**EXERCISE GOAL:** If a line in the records below holds the word "Enter", copy it.

AVAILABLE RECORDS: Begin

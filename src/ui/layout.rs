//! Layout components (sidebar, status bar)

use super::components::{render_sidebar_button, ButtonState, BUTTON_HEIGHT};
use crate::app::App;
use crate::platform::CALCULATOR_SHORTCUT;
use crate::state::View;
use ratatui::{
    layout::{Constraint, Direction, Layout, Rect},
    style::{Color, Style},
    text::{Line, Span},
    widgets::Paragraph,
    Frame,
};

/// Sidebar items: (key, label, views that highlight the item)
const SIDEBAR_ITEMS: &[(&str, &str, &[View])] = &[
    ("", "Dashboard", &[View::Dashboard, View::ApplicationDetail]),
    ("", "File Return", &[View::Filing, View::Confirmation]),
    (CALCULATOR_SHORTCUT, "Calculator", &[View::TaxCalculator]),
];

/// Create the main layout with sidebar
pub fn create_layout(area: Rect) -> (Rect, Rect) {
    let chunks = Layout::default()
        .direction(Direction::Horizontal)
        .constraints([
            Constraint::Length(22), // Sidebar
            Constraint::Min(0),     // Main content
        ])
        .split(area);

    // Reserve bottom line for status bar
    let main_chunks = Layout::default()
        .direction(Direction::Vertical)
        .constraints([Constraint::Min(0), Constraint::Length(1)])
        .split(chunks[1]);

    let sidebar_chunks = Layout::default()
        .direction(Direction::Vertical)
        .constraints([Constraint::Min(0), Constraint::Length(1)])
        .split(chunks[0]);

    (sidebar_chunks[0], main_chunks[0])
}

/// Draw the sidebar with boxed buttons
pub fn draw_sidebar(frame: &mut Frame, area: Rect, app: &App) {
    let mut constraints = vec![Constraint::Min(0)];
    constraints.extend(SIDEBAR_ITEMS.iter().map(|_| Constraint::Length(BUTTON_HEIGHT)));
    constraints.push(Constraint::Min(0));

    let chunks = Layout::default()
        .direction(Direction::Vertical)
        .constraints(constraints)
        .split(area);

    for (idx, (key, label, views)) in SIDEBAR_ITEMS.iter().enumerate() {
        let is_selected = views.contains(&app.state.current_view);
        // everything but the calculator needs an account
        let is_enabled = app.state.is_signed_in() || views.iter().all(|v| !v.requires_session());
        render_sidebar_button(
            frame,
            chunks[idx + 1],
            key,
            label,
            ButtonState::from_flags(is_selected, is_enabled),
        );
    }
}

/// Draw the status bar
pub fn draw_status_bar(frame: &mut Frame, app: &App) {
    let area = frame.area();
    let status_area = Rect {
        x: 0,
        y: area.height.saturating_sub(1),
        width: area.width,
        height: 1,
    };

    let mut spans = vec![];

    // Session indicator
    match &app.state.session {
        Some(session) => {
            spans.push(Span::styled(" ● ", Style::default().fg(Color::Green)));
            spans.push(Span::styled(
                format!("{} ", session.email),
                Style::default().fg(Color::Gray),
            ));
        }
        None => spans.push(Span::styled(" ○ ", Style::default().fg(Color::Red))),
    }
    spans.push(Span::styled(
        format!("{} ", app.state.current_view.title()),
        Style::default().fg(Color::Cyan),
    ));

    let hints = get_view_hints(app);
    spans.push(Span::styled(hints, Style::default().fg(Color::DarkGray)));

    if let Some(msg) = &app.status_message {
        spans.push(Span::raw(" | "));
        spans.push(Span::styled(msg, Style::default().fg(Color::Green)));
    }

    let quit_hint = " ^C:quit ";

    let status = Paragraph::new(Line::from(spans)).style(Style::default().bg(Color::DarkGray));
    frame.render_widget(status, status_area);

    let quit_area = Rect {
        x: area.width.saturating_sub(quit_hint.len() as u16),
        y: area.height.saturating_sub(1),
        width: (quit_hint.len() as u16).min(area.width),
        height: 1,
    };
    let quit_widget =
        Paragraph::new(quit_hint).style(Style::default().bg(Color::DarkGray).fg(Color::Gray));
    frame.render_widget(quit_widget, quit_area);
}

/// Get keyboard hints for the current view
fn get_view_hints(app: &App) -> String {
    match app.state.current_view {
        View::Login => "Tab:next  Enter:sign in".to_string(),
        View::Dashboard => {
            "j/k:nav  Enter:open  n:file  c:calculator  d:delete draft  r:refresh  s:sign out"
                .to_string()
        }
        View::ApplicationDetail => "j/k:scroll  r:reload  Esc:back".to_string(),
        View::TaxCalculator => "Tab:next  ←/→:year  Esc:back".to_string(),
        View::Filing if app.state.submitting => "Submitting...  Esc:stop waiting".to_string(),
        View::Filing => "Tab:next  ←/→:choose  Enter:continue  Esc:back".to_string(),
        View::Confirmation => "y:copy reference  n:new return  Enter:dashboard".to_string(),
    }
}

AVAILABLE RECORDS: End
AVAILABLE RECORDS: Begin

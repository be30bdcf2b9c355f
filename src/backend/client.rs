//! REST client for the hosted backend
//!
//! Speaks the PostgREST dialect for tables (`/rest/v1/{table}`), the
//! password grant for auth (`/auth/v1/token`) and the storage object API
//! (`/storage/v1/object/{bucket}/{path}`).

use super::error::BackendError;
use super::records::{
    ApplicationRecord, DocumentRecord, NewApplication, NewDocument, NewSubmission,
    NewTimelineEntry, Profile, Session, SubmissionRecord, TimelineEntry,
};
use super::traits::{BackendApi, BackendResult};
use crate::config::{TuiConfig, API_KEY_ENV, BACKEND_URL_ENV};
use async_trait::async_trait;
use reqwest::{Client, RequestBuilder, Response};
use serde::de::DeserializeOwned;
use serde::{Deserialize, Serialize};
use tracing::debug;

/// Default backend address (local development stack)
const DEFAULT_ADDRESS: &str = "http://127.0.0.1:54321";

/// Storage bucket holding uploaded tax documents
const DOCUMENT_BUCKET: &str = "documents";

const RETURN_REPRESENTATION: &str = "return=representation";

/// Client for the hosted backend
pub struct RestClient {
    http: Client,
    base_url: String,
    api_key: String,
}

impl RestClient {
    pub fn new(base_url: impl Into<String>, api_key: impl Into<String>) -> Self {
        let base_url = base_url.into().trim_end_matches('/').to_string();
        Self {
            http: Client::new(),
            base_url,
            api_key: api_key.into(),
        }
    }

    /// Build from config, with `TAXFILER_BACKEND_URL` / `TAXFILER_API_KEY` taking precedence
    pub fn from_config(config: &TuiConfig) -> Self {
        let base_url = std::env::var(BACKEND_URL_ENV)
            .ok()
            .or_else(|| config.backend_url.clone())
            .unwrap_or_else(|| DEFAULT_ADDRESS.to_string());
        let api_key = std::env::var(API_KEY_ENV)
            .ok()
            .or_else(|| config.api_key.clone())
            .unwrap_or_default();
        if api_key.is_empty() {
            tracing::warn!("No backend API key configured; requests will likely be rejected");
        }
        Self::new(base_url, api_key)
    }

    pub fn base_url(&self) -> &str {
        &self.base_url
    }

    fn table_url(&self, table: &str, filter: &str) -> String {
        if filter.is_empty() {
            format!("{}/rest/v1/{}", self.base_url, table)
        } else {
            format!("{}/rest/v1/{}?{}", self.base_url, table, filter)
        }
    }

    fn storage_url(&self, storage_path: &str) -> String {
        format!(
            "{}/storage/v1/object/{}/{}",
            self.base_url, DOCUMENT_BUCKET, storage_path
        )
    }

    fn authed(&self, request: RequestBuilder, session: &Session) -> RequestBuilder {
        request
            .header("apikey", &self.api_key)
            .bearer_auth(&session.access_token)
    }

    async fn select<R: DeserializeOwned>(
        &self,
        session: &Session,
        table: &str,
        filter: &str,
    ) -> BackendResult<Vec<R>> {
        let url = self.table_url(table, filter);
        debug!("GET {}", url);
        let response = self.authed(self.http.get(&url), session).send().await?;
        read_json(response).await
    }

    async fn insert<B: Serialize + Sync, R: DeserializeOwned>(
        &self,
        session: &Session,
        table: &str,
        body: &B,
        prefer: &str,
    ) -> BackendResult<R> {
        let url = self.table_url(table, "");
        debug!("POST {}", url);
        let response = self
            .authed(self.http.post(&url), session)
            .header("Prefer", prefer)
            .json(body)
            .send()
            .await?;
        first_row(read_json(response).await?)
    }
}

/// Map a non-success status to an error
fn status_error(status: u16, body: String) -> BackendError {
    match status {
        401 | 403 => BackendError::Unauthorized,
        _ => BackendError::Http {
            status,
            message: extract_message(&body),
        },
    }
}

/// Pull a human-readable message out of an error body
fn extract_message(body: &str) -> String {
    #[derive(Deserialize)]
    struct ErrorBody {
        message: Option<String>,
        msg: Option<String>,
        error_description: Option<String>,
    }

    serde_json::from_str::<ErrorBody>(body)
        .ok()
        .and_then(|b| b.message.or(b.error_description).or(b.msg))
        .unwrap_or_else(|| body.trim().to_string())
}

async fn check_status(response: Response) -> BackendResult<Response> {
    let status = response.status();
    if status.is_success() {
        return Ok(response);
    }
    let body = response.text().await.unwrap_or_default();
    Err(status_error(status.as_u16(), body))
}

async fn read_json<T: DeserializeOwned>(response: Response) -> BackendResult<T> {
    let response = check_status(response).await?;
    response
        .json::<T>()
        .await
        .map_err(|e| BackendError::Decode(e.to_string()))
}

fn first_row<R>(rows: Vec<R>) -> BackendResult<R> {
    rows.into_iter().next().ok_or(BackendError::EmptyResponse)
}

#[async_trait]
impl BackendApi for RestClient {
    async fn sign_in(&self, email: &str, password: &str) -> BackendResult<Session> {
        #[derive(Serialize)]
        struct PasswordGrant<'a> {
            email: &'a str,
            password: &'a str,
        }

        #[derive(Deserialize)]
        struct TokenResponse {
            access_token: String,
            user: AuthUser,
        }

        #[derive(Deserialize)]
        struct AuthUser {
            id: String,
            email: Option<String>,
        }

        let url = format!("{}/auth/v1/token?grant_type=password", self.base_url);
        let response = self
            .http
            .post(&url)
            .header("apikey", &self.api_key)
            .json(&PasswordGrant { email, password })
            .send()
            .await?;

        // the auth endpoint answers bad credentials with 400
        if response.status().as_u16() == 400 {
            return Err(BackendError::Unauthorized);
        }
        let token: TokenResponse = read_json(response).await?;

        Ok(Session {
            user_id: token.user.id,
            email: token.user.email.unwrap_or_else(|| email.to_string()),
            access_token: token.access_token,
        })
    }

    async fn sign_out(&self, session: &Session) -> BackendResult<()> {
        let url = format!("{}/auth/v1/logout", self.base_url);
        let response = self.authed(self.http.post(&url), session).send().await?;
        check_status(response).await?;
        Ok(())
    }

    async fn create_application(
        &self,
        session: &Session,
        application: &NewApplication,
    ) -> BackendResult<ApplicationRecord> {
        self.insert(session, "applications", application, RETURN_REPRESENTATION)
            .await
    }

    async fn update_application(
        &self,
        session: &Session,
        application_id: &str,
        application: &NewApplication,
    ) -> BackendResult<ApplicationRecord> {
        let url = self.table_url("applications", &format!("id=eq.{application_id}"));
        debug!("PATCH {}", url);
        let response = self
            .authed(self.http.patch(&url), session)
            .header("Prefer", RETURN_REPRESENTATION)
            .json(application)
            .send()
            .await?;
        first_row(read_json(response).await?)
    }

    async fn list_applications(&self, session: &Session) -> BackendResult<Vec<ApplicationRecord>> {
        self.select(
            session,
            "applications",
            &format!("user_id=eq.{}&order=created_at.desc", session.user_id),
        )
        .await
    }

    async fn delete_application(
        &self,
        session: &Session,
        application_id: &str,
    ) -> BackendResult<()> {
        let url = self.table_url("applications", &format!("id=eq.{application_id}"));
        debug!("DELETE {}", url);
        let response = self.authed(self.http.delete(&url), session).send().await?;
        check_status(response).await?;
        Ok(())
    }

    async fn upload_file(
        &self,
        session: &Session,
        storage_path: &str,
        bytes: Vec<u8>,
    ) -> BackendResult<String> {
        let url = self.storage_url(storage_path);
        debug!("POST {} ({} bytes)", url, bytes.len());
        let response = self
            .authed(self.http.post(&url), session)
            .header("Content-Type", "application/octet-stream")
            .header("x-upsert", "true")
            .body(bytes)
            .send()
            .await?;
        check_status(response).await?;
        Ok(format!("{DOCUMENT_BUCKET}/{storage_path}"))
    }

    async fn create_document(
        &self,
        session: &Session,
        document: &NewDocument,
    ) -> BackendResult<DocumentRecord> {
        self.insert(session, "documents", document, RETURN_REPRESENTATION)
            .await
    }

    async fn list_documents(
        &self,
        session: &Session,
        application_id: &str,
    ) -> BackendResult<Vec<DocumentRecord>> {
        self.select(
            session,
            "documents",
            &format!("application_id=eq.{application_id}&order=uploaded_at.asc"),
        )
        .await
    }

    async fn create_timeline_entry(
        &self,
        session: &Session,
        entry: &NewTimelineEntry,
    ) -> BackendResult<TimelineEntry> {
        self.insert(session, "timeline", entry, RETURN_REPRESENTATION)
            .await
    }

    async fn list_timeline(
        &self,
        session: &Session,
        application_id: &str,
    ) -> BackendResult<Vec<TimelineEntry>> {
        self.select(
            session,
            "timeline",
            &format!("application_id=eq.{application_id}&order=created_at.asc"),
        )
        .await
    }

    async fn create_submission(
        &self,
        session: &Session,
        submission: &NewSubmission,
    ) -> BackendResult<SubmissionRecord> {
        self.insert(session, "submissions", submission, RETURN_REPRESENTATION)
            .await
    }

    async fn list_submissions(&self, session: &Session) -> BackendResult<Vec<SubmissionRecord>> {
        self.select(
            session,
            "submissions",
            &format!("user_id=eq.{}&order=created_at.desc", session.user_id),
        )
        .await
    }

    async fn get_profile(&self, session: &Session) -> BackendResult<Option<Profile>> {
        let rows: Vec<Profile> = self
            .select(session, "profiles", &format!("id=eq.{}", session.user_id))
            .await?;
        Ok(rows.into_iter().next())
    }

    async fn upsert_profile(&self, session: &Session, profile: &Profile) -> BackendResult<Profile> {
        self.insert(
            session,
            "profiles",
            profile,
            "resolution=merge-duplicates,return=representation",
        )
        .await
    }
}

AVAILABLE RECORDS: End
AVAILABLE RECORDS: Begin

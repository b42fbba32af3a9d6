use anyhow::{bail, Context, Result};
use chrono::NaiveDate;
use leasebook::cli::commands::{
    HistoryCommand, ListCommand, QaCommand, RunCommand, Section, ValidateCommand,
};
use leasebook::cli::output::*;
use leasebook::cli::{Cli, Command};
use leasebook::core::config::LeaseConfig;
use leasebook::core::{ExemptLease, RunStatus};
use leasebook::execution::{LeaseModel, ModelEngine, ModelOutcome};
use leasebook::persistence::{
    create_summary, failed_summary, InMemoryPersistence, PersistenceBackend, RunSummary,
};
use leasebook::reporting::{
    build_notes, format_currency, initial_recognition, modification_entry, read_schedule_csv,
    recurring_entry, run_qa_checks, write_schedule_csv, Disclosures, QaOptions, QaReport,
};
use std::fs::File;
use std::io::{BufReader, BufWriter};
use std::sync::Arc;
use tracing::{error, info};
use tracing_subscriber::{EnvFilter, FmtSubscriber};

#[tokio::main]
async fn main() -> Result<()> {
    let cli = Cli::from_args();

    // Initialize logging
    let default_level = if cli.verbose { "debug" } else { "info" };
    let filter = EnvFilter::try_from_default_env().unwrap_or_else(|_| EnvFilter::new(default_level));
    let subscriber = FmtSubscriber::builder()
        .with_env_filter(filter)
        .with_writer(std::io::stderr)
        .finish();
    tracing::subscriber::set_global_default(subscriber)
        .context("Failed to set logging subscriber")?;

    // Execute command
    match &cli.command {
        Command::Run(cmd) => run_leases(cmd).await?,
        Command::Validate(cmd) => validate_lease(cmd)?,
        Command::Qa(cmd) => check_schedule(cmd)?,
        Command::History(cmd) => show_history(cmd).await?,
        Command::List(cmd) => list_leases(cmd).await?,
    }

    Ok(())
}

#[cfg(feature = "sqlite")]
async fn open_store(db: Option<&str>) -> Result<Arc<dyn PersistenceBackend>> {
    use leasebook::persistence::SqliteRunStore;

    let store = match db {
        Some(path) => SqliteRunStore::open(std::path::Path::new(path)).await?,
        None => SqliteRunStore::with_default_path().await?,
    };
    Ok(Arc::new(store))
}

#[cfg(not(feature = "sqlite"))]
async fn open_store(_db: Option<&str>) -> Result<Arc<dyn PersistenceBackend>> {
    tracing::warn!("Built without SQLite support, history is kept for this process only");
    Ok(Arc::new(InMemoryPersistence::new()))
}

AVAILABLE RECORDS: End

**EXERCISE ANSWER:**
        View::Login => "Tab:next  Enter:sign in".to_string(),
            "j/k:nav  Enter:open  n:file  c:calculator  d:delete draft  r:refresh  s:sign out"
        View::Filing => "Tab:next  ←/→:choose  Enter:continue  Esc:back".to_string(),
        View::Confirmation => "y:copy reference  n:new return  Enter:dashboard".to_string(),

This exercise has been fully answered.